WORK REQUEST:
The answer must consist only of the lines from the line with "repository 25df39c4e7066505" to the line with "let (worker, events)", both included, exactly as they stand below.

SUPPLIED MATERIAL:
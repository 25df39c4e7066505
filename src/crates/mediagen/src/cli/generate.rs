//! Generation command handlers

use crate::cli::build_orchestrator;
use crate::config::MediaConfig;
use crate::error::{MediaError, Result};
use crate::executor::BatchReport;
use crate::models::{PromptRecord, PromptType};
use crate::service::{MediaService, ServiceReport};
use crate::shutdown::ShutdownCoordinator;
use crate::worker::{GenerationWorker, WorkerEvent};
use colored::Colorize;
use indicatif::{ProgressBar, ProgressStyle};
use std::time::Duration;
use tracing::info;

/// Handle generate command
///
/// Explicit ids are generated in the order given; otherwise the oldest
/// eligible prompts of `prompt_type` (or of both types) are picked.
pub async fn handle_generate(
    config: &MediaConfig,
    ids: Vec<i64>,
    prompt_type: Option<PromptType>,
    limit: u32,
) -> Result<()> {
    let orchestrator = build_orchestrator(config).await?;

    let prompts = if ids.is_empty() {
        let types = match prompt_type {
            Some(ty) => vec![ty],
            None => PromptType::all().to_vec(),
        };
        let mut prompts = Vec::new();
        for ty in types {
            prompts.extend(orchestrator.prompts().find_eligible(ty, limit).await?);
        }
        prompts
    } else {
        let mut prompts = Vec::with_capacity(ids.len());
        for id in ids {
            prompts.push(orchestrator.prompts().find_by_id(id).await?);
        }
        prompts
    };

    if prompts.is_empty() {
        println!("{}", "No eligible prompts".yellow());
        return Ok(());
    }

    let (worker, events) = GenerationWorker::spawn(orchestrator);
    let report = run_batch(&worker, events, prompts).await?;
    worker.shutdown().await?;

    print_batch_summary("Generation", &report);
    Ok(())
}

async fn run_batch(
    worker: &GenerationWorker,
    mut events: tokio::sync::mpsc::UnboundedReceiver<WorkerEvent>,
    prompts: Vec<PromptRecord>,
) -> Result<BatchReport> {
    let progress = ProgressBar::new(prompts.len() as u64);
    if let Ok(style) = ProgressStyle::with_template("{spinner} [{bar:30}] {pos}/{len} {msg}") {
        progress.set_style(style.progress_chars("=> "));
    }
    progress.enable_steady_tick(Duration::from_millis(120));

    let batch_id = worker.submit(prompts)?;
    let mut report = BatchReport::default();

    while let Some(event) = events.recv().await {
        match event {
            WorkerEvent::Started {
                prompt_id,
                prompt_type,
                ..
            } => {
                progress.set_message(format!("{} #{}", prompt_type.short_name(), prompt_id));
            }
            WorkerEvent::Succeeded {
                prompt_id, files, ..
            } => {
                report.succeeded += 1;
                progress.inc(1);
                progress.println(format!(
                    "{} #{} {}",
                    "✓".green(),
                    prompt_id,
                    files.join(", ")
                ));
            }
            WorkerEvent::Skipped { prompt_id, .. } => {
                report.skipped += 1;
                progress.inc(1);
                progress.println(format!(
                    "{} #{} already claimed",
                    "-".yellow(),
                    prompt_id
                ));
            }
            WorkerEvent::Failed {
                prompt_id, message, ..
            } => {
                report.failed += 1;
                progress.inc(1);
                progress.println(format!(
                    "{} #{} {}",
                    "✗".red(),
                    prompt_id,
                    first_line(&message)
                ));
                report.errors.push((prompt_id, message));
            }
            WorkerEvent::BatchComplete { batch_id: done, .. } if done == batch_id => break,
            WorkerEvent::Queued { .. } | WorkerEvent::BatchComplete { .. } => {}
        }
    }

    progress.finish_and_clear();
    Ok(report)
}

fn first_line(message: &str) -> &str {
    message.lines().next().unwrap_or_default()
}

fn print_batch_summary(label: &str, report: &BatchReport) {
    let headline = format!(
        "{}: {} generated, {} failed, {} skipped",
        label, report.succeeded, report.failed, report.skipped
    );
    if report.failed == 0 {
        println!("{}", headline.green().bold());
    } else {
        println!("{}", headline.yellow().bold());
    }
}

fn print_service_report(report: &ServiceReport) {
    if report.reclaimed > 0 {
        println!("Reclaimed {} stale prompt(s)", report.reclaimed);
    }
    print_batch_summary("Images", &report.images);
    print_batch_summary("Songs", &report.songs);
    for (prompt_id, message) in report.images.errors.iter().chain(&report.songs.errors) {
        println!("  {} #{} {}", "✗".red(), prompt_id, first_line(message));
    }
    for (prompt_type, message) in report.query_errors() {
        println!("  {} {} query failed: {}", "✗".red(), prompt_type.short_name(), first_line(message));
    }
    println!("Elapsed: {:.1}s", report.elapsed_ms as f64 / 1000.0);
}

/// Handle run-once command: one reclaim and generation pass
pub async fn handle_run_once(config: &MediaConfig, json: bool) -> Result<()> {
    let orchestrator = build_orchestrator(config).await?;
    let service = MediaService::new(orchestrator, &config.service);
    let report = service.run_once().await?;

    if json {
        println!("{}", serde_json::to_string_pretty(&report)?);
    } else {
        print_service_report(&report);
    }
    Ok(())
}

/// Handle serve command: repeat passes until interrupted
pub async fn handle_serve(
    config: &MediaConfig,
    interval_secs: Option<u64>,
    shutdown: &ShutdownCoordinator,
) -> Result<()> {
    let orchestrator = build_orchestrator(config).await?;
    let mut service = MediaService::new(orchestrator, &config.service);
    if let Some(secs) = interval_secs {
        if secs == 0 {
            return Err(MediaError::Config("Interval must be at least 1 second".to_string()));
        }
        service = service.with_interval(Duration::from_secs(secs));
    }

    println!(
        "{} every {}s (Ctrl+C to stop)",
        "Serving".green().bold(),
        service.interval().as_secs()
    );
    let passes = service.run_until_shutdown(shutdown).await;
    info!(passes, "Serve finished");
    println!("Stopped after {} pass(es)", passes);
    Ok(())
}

==

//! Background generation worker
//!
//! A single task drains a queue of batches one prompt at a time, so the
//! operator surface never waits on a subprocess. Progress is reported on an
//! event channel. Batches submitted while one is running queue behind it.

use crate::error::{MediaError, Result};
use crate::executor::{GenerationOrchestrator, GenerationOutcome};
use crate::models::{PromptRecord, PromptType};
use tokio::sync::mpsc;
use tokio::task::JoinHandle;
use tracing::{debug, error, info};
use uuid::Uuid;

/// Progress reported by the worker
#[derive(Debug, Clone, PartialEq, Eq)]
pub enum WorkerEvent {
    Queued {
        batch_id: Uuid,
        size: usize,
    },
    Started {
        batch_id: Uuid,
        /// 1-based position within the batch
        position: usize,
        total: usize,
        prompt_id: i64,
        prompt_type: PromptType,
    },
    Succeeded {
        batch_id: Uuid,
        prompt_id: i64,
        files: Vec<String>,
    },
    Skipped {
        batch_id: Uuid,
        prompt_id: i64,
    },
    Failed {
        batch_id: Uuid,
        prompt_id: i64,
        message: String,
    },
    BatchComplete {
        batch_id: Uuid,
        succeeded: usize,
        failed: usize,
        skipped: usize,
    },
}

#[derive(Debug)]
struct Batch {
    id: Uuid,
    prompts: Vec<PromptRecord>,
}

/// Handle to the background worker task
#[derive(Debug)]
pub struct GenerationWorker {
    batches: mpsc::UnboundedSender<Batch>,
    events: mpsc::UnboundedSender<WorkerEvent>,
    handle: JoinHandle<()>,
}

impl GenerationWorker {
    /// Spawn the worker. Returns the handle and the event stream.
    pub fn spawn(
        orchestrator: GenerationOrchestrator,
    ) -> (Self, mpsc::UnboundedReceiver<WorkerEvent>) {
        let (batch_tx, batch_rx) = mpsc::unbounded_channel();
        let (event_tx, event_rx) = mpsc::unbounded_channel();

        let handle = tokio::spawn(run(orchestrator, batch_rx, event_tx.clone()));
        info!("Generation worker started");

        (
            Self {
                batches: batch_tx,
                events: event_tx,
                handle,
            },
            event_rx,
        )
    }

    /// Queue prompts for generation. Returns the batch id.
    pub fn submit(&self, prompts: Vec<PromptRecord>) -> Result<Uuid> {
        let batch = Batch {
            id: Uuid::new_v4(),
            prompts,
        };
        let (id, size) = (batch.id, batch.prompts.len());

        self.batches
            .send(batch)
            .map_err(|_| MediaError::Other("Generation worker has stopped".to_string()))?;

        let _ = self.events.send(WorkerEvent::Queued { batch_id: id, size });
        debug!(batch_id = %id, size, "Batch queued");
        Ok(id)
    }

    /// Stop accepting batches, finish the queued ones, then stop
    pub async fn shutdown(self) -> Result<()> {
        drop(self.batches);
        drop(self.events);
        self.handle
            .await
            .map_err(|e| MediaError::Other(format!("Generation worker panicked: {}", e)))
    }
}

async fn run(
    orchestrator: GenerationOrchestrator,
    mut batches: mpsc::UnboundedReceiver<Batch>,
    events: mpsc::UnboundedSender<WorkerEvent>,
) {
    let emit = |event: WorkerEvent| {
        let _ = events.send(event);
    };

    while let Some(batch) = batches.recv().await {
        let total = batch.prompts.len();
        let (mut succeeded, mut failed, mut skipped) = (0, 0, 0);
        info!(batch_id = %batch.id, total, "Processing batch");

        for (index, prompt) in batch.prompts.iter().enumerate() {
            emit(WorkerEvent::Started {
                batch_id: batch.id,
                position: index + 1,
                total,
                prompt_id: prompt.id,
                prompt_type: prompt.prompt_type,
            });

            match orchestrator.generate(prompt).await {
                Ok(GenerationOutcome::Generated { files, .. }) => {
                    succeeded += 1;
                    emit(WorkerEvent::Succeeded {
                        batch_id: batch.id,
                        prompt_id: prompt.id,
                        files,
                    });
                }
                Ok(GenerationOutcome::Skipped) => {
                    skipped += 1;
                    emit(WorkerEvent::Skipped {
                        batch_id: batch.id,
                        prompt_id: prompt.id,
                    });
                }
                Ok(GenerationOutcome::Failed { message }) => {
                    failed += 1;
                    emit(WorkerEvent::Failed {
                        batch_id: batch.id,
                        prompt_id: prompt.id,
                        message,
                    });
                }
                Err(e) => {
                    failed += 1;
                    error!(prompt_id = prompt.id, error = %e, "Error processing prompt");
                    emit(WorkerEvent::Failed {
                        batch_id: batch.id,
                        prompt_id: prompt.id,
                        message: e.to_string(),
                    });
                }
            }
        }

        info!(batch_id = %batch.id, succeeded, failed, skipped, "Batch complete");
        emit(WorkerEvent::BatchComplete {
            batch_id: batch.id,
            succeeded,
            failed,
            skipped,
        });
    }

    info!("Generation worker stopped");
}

YOUR SOLUTION:
repository 25df39c4e7066505
filename src/crates/mediagen/src/cli/generate.rs
//! Generation command handlers

use crate::cli::build_orchestrator;
use crate::config::MediaConfig;
use crate::error::{MediaError, Result};
use crate::executor::BatchReport;
use crate::models::{PromptRecord, PromptType};
use crate::service::{MediaService, ServiceReport};
use crate::shutdown::ShutdownCoordinator;
use crate::worker::{GenerationWorker, WorkerEvent};
use colored::Colorize;
use indicatif::{ProgressBar, ProgressStyle};
use std::time::Duration;
use tracing::info;

/// Handle generate command
///
/// Explicit ids are generated in the order given; otherwise the oldest
/// eligible prompts of `prompt_type` (or of both types) are picked.
pub async fn handle_generate(
    config: &MediaConfig,
    ids: Vec<i64>,
    prompt_type: Option<PromptType>,
    limit: u32,
) -> Result<()> {
    let orchestrator = build_orchestrator(config).await?;

    let prompts = if ids.is_empty() {
        let types = match prompt_type {
            Some(ty) => vec![ty],
            None => PromptType::all().to_vec(),
        };
        let mut prompts = Vec::new();
        for ty in types {
            prompts.extend(orchestrator.prompts().find_eligible(ty, limit).await?);
        }
        prompts
    } else {
        let mut prompts = Vec::with_capacity(ids.len());
        for id in ids {
            prompts.push(orchestrator.prompts().find_by_id(id).await?);
        }
        prompts
    };

    if prompts.is_empty() {
        println!("{}", "No eligible prompts".yellow());
        return Ok(());
    }

    let (worker, events) = GenerationWorker::spawn(orchestrator);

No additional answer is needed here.